Further, the present invention also provides a communication device, which includes the surface acoustic wave device. Wherein the communication device may be a filter, a resonator or an oscillator.

Claims

1. A surface acoustic wave element comprising a piezoelectric substrate (1, 10), and first wiring (2, 20) and second wiring (3, 30) arranged on the piezoelectric substrate (1, 10), wherein the first wiring (2, 20) and the second wiring (3, 30) are arranged to intersect with each other, and an insulating layer (4, 40) is provided between the first wiring (2, 20) and the second wiring (3, 30) at the intersection,

the first wiring (2, 20) includes a first lower wiring layer (21, 210) and a first upper wiring layer (22, 220) which are laminated in a direction perpendicular to the plate surface of the piezoelectric substrate (1, 10), the first wiring (2, 20) has a portion in which the first upper wiring layer (22, 220) is laminated on the first lower wiring layer (21, 210) and a portion in which the first upper wiring layer (22, 220) is not laminated on the first lower wiring layer (21, 210),

the first wiring (2, 20) is not laminated with the first upper wiring layer (22, 220) on the first lower wiring layer (21, 210) in a region where the first wiring (2, 20) and the insulating layer (4, 40) overlap in a plan view.

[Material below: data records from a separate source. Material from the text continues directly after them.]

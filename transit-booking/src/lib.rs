pub mod models;
pub mod wizard;
pub mod flow;
pub mod history;

pub use models::{BookingRecord, BookingStatus, BookingStep, CompletedBooking, HistorySummary, PassengerDetails};
pub use wizard::{BookingWizard, FlowError, SubmissionError};
pub use flow::{BookingFlow, SubmissionListener};
pub use history::BookingLedger;
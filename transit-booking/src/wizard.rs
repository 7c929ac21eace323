use serde::Serialize;
use std::time::Duration;
use transit_catalog::{CatalogError, Stop, VehicleOffering};
use transit_core::{BookingDraft, BookingReceipt, CoreError, ValidationError};

use crate::models::{BookingStep, CompletedBooking, PassengerDetails};

/// The booking wizard as a value.
///
/// Every transition borrows the current wizard and returns the next one, so
/// a rejected transition leaves the caller's wizard exactly as it was.
#[derive(Debug, Clone, Serialize)]
pub struct BookingWizard {
    step: BookingStep,
    draft: BookingDraft,
    submitting: bool,
    completed: Option<CompletedBooking>,
}

impl BookingWizard {
    pub fn new() -> Self {
        Self {
            step: BookingStep::Selection,
            draft: BookingDraft::new(),
            submitting: false,
            completed: None,
        }
    }

    pub fn step(&self) -> BookingStep {
        self.step
    }

    pub fn draft(&self) -> &BookingDraft {
        &self.draft
    }

    pub fn is_submitting(&self) -> bool {
        self.submitting
    }

    pub fn completed(&self) -> Option<&CompletedBooking> {
        self.completed.as_ref()
    }

    pub fn confirmation_id(&self) -> Option<&str> {
        self.completed.as_ref().map(|c| c.confirmation_id.as_str())
    }

    /// Choose a bus. Copies its route label and fare into the draft.
    pub fn select_vehicle(&self, vehicle: &VehicleOffering) -> Result<Self, FlowError> {
        self.expect_step(BookingStep::Selection)?;
        let mut next = self.clone();
        next.draft.apply_vehicle(vehicle);
        Ok(next)
    }

    pub fn select_source(&self, stop: Stop) -> Result<Self, FlowError> {
        self.expect_step(BookingStep::Selection)?;
        let mut next = self.clone();
        next.draft.source_stop = Some(stop);
        Ok(next)
    }

    pub fn select_destination(&self, stop: Stop) -> Result<Self, FlowError> {
        self.expect_step(BookingStep::Selection)?;
        let mut next = self.clone();
        next.draft.destination_stop = Some(stop);
        Ok(next)
    }

    /// Transition: Selection → Details
    pub fn continue_to_details(&self) -> Result<Self, FlowError> {
        self.expect_step(BookingStep::Selection)?;
        self.draft.validate_selection()?;

        let mut next = self.clone();
        next.step = BookingStep::Details;
        Ok(next)
    }

    pub fn update_passenger(&self, details: &PassengerDetails) -> Result<Self, FlowError> {
        self.expect_step(BookingStep::Details)?;
        self.ensure_idle()?;
        let mut next = self.clone();
        details.apply_to(&mut next.draft);
        Ok(next)
    }

    /// Transition: Details → Selection. The draft is kept as entered.
    pub fn back_to_selection(&self) -> Result<Self, FlowError> {
        self.expect_step(BookingStep::Details)?;
        self.ensure_idle()?;
        let mut next = self.clone();
        next.step = BookingStep::Selection;
        Ok(next)
    }

    /// First half of Details → Confirmation: validate the passenger fields
    /// and mark the wizard in flight. Returns the draft to submit.
    pub fn begin_submission(&self) -> Result<(Self, BookingDraft), FlowError> {
        self.expect_step(BookingStep::Details)?;
        self.ensure_idle()?;
        self.draft.validate_contact()?;

        let mut next = self.clone();
        next.submitting = true;
        Ok((next, self.draft.clone()))
    }

    /// Second half of Details → Confirmation, once the service accepted
    /// `submitted`.
    pub fn complete_submission(
        &self,
        submitted: BookingDraft,
        receipt: BookingReceipt,
    ) -> Result<(Self, CompletedBooking), FlowError> {
        self.expect_step(BookingStep::Details)?;
        if !self.submitting {
            return Err(FlowError::NotSubmitting);
        }

        let completed = CompletedBooking {
            confirmation_id: receipt.confirmation_id,
            booking: submitted,
            created_at: receipt.created_at,
        };

        let mut next = self.clone();
        next.submitting = false;
        next.step = BookingStep::Confirmation;
        next.completed = Some(completed.clone());
        Ok((next, completed))
    }

    /// The service failed: stay in Details with the draft untouched so the
    /// user can resubmit.
    pub fn fail_submission(&self) -> Self {
        let mut next = self.clone();
        next.submitting = false;
        next
    }

    /// Transition: Confirmation → Selection with an empty draft.
    pub fn book_another(&self) -> Result<Self, FlowError> {
        self.expect_step(BookingStep::Confirmation)?;
        Ok(Self::new())
    }

    fn expect_step(&self, expected: BookingStep) -> Result<(), FlowError> {
        if self.step != expected {
            return Err(FlowError::WrongStep {
                expected,
                actual: self.step,
            });
        }
        Ok(())
    }

    fn ensure_idle(&self) -> Result<(), FlowError> {
        if self.submitting {
            return Err(SubmissionError::InFlight.into());
        }
        Ok(())
    }
}

impl Default for BookingWizard {
    fn default() -> Self {
        Self::new()
    }
}

#[derive(Debug, thiserror::Error)]
pub enum SubmissionError {
    #[error("A booking submission is already in progress")]
    InFlight,

    #[error("Booking failed: {0}")]
    Backend(#[from] CoreError),

    #[error("Booking service did not answer within {0:?}")]
    TimedOut(Duration),

    #[error("Booking submission was interrupted")]
    Interrupted,
}

impl SubmissionError {
    /// Whether resubmitting the unchanged draft may succeed.
    pub fn is_retryable(&self) -> bool {
        match self {
            SubmissionError::InFlight => false,
            SubmissionError::Backend(err) => err.is_retryable(),
            SubmissionError::TimedOut(_) | SubmissionError::Interrupted => true,
        }
    }
}

#[derive(Debug, thiserror::Error)]
pub enum FlowError {
    #[error(transparent)]
    Validation(#[from] ValidationError),

    #[error(transparent)]
    Submission(#[from] SubmissionError),

    #[error("Invalid step: expected {expected}, currently {actual}")]
    WrongStep {
        expected: BookingStep,
        actual: BookingStep,
    },

    #[error("No submission in progress")]
    NotSubmitting,

    #[error("Vehicle not found: {0}")]
    UnknownVehicle(String),

    #[error("Stop not found: {0}")]
    UnknownStop(String),

    #[error(transparent)]
    Catalog(#[from] CatalogError),
}

impl FlowError {
    pub fn is_retryable(&self) -> bool {
        match self {
            FlowError::Submission(err) => err.is_retryable(),
            FlowError::Catalog(_) => true,
            _ => false,
        }
    }
}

2. A surface acoustic wave element as set forth in claim 1,

the second wiring (3, 30) includes a second lower wiring layer (31, 310) and a second upper wiring layer (32, 320) which are laminated in a direction perpendicular to the plate surface of the piezoelectric substrate (1, 10), the second wiring (3, 30) has a portion in which the second upper wiring layer (32, 320) is laminated on the second lower wiring layer (31, 310) and a portion in which the second lower wiring layer (31, 310) is not laminated under the second upper wiring layer (32, 320),

the second wiring (3, 30) is not laminated with the second lower wiring layer (31, 310) under the second upper wiring layer (32, 320) in a region where the second wiring (3, 30) overlaps with the insulating layer (4, 40) in a plan view.

3. A surface acoustic wave element as set forth in claim 1 or 2,

the first upper wiring layer (22, 220) is laminated on the first lower wiring layer (21, 210) in a region where the first wiring (2, 20) does not overlap with the insulating layer (4, 40).

4. A surface acoustic wave element as set forth in claim 2,

the second upper wiring layer (32, 320) is laminated on the second lower wiring layer (31, 310) in a region where the second wiring (3, 30) does not overlap with the insulating layer (4, 40).

5. A surface acoustic wave element as set forth in claim 1 or 2,

the first lower wiring layer (21, 210) is provided between the piezoelectric substrate (1, 10) and the insulating layer (4, 40), and the second wiring layer (3, 30) is laminated on the insulating layer (4, 40).

6. A surface acoustic wave element as set forth in claim 2,

the insulating layer (4, 40) is laminated on the first lower wiring layer (21, 210), and the second upper wiring layer (32, 320) is laminated on the insulating layer (4, 40).

7. A surface acoustic wave element as set forth in claim 1 or 2,

the surface acoustic wave element further includes a first comb-tooth electrode (51, 510), a second comb-tooth electrode (52, 520), a first pad (61, 610), and a third pad (63, 630),

the first wiring (2, 20) connects the first comb-tooth electrode (51, 510) and the first pad (61, 610),

the second wiring (3, 30) connects the second comb-tooth electrode (52, 520) and the third pad (63, 630).

8. A surface acoustic wave element as set forth in claim 7,

the surface acoustic wave element further includes a third comb electrode (530),

the first comb-tooth electrode (510), the second comb-tooth electrode (520), and the third comb-tooth electrode (530) are disposed in proximity to each other along a propagation direction of an elastic surface wave, and the second wiring (3, 30) connects the third comb-tooth electrode (530) and the third pad (630).

9. A surface acoustic wave device comprising the surface acoustic wave element defined in any one of claims 1-8.

10. A communication device, comprising the surface acoustic wave device of claim 9.